» **GIVEN INFORMATION**:

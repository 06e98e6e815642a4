//! Focus session domain entities
//!
//! Pomodoro-style focus sessions owned by the backend, plus the paused
//! snapshot the client keeps locally while a timer is paused.

use chrono::{DateTime, Utc};
use serde::{Deserialize, Serialize};

/// Timer mode
#[derive(Debug, Clone, Copy, PartialEq, Eq, Hash, Serialize, Deserialize)]
#[serde(rename_all = "snake_case")]
pub enum FocusMode {
    Focus,
    Break,
    LongBreak,
}

impl std::fmt::Display for FocusMode {
    fn fmt(&self, f: &mut std::fmt::Formatter<'_>) -> std::fmt::Result {
        match self {
            FocusMode::Focus => write!(f, "focus"),
            FocusMode::Break => write!(f, "break"),
            FocusMode::LongBreak => write!(f, "long_break"),
        }
    }
}

impl std::str::FromStr for FocusMode {
    type Err = String;

    fn from_str(s: &str) -> Result<Self, Self::Err> {
        match s.to_lowercase().as_str() {
            "focus" => Ok(FocusMode::Focus),
            "break" => Ok(FocusMode::Break),
            "long_break" | "longbreak" => Ok(FocusMode::LongBreak),
            _ => Err(format!("Unknown focus mode: {}", s)),
        }
    }
}

/// Server-side session status
#[derive(Debug, Clone, Copy, PartialEq, Eq, Serialize, Deserialize)]
#[serde(rename_all = "lowercase")]
pub enum FocusStatus {
    Active,
    Paused,
    Completed,
    Abandoned,
    Expired,
}

impl std::fmt::Display for FocusStatus {
    fn fmt(&self, f: &mut std::fmt::Formatter<'_>) -> std::fmt::Result {
        match self {
            FocusStatus::Active => write!(f, "active"),
            FocusStatus::Paused => write!(f, "paused"),
            FocusStatus::Completed => write!(f, "completed"),
            FocusStatus::Abandoned => write!(f, "abandoned"),
            FocusStatus::Expired => write!(f, "expired"),
        }
    }
}

/// A focus session as returned by `/api/focus*`
#[derive(Debug, Clone, PartialEq, Serialize, Deserialize)]
pub struct FocusSession {
    pub id: String,
    pub mode: FocusMode,
    /// Planned length of the session in seconds
    #[serde(alias = "planned_duration")]
    pub duration_seconds: i64,
    pub started_at: DateTime<Utc>,
    #[serde(default)]
    pub completed_at: Option<DateTime<Utc>>,
    #[serde(default)]
    pub abandoned_at: Option<DateTime<Utc>>,
    #[serde(default)]
    pub expires_at: Option<DateTime<Utc>>,
    pub status: FocusStatus,
    #[serde(default)]
    pub xp_awarded: i64,
    #[serde(default)]
    pub coins_awarded: i64,
    #[serde(default)]
    pub task_title: Option<String>,
    #[serde(default, skip_serializing_if = "Option::is_none")]
    pub time_remaining_seconds: Option<i64>,
}

impl FocusSession {
    pub fn is_active(&self) -> bool {
        self.status == FocusStatus::Active
    }

    /// Whole seconds left at `now`, never negative.
    pub fn remaining_at(&self, now: DateTime<Utc>) -> u64 {
        let elapsed = (now - self.started_at).num_seconds();
        (self.duration_seconds - elapsed).max(0) as u64
    }
}

/// Server-side pause record
#[derive(Debug, Clone, PartialEq, Serialize, Deserialize)]
pub struct PauseState {
    pub mode: String,
    pub time_remaining_seconds: i64,
    pub paused_at: DateTime<Utc>,
}

/// Body of `GET /api/focus/active`
#[derive(Debug, Clone, Default, Deserialize)]
pub struct ActiveFocusResponse {
    #[serde(default)]
    pub session: Option<FocusSession>,
    #[serde(default)]
    pub pause_state: Option<PauseState>,
}

#[derive(Debug, Clone, PartialEq, Serialize, Deserialize)]
pub struct FocusStats {
    pub completed_sessions: i64,
    pub abandoned_sessions: i64,
    pub total_sessions: i64,
    pub total_focus_seconds: i64,
    pub total_xp_earned: i64,
    pub total_coins_earned: i64,
}

#[derive(Debug, Clone, Deserialize)]
pub struct FocusSessionsList {
    pub sessions: Vec<FocusSession>,
    pub total: i64,
    pub page: i64,
    pub page_size: i64,
}

#[derive(Debug, Clone, Deserialize)]
pub struct CompleteSessionResult {
    pub session: FocusSession,
    pub xp_awarded: i64,
    pub coins_awarded: i64,
    pub leveled_up: bool,
    #[serde(default)]
    pub new_level: Option<i64>,
}

/// Body of `POST /api/focus`
#[derive(Debug, Clone, Default, Serialize)]
pub struct CreateFocusRequest {
    #[serde(skip_serializing_if = "Option::is_none")]
    pub mode: Option<FocusMode>,
    #[serde(skip_serializing_if = "Option::is_none")]
    pub duration_seconds: Option<i64>,
    #[serde(skip_serializing_if = "Option::is_none")]
    pub task_title: Option<String>,
}

/// Reporting window for focus stats
#[derive(Debug, Clone, Copy, PartialEq, Eq)]
pub enum StatsPeriod {
    Day,
    Week,
    Month,
}

impl StatsPeriod {
    pub fn as_str(&self) -> &'static str {
        match self {
            StatsPeriod::Day => "day",
            StatsPeriod::Week => "week",
            StatsPeriod::Month => "month",
        }
    }
}

impl std::str::FromStr for StatsPeriod {
    type Err = String;

    fn from_str(s: &str) -> Result<Self, Self::Err> {
        match s.to_lowercase().as_str() {
            "day" => Ok(StatsPeriod::Day),
            "week" => Ok(StatsPeriod::Week),
            "month" => Ok(StatsPeriod::Month),
            _ => Err(format!("Unknown stats period: {}", s)),
        }
    }
}

/// Local snapshot of a paused timer. Stored as camelCase JSON under
/// `focus_paused_state` and shared with every instance using the same store.
#[derive(Debug, Clone, PartialEq, Serialize, Deserialize)]
#[serde(rename_all = "camelCase")]
pub struct PausedSnapshot {
    pub mode: FocusMode,
    pub time_remaining: u64,
    pub paused_at: DateTime<Utc>,
}

impl PausedSnapshot {
    pub const STORAGE_KEY: &'static str = "focus_paused_state";

    /// Snapshots older than this are discarded.
    pub const TTL_SECS: i64 = 60 * 60;

    pub fn is_fresh(&self, now: DateTime<Utc>) -> bool {
        (now - self.paused_at).num_seconds() < Self::TTL_SECS
    }
}

#[cfg(test)]
mod tests {
    use super::*;
    use chrono::Duration;

    #[test]
    fn session_accepts_planned_duration_alias() {
        let json = r#"{"id": "s1", "mode": "long_break", "planned_duration": 900,
            "started_at": "2026-01-01T10:00:00Z", "status": "active"}"#;
        let session: FocusSession = serde_json::from_str(json).unwrap();
        assert_eq!(session.duration_seconds, 900);
        assert_eq!(session.mode, FocusMode::LongBreak);
        assert!(session.is_active());
        assert_eq!(session.xp_awarded, 0);
    }

    #[test]
    fn remaining_is_clamped_at_zero() {
        let json = r#"{"id": "s1", "mode": "focus", "duration_seconds": 60,
            "started_at": "2026-01-01T10:00:00Z", "status": "active"}"#;
        let session: FocusSession = serde_json::from_str(json).unwrap();
        let start = session.started_at;
        assert_eq!(session.remaining_at(start + Duration::seconds(15)), 45);
        assert_eq!(session.remaining_at(start + Duration::milliseconds(15_900)), 45);
        assert_eq!(session.remaining_at(start + Duration::seconds(600)), 0);
    }

    #[test]
    fn paused_snapshot_uses_camel_case() {
        let snapshot = PausedSnapshot {
            mode: FocusMode::Break,
            time_remaining: 120,
            paused_at: "2026-01-01T10:00:00Z".parse().unwrap(),
        };
        let json = serde_json::to_string(&snapshot).unwrap();
        assert!(json.contains(r#""timeRemaining":120"#));
        assert!(json.contains(r#""pausedAt""#));
        assert!(json.contains(r#""mode":"break""#));
    }

    #[test]
    fn paused_snapshot_freshness() {
        let paused_at: DateTime<Utc> = "2026-01-01T10:00:00Z".parse().unwrap();
        let snapshot = PausedSnapshot {
            mode: FocusMode::Focus,
            time_remaining: 300,
            paused_at,
        };
        assert!(snapshot.is_fresh(paused_at + Duration::minutes(59)));
        assert!(!snapshot.is_fresh(paused_at + Duration::minutes(60)));
    }

    #[test]
    fn create_request_skips_unset_fields() {
        let req = CreateFocusRequest {
            mode: Some(FocusMode::Focus),
            ..Default::default()
        };
        assert_eq!(serde_json::to_string(&req).unwrap(), r#"{"mode":"focus"}"#);
    }
}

» **EXERCISE INSTRUCTIONS**: Filter the records above and copy every line that contains the word "Expired".

» **PROBLEM SOLUTION**:
    Expired,
            FocusStatus::Expired => write!(f, "expired"),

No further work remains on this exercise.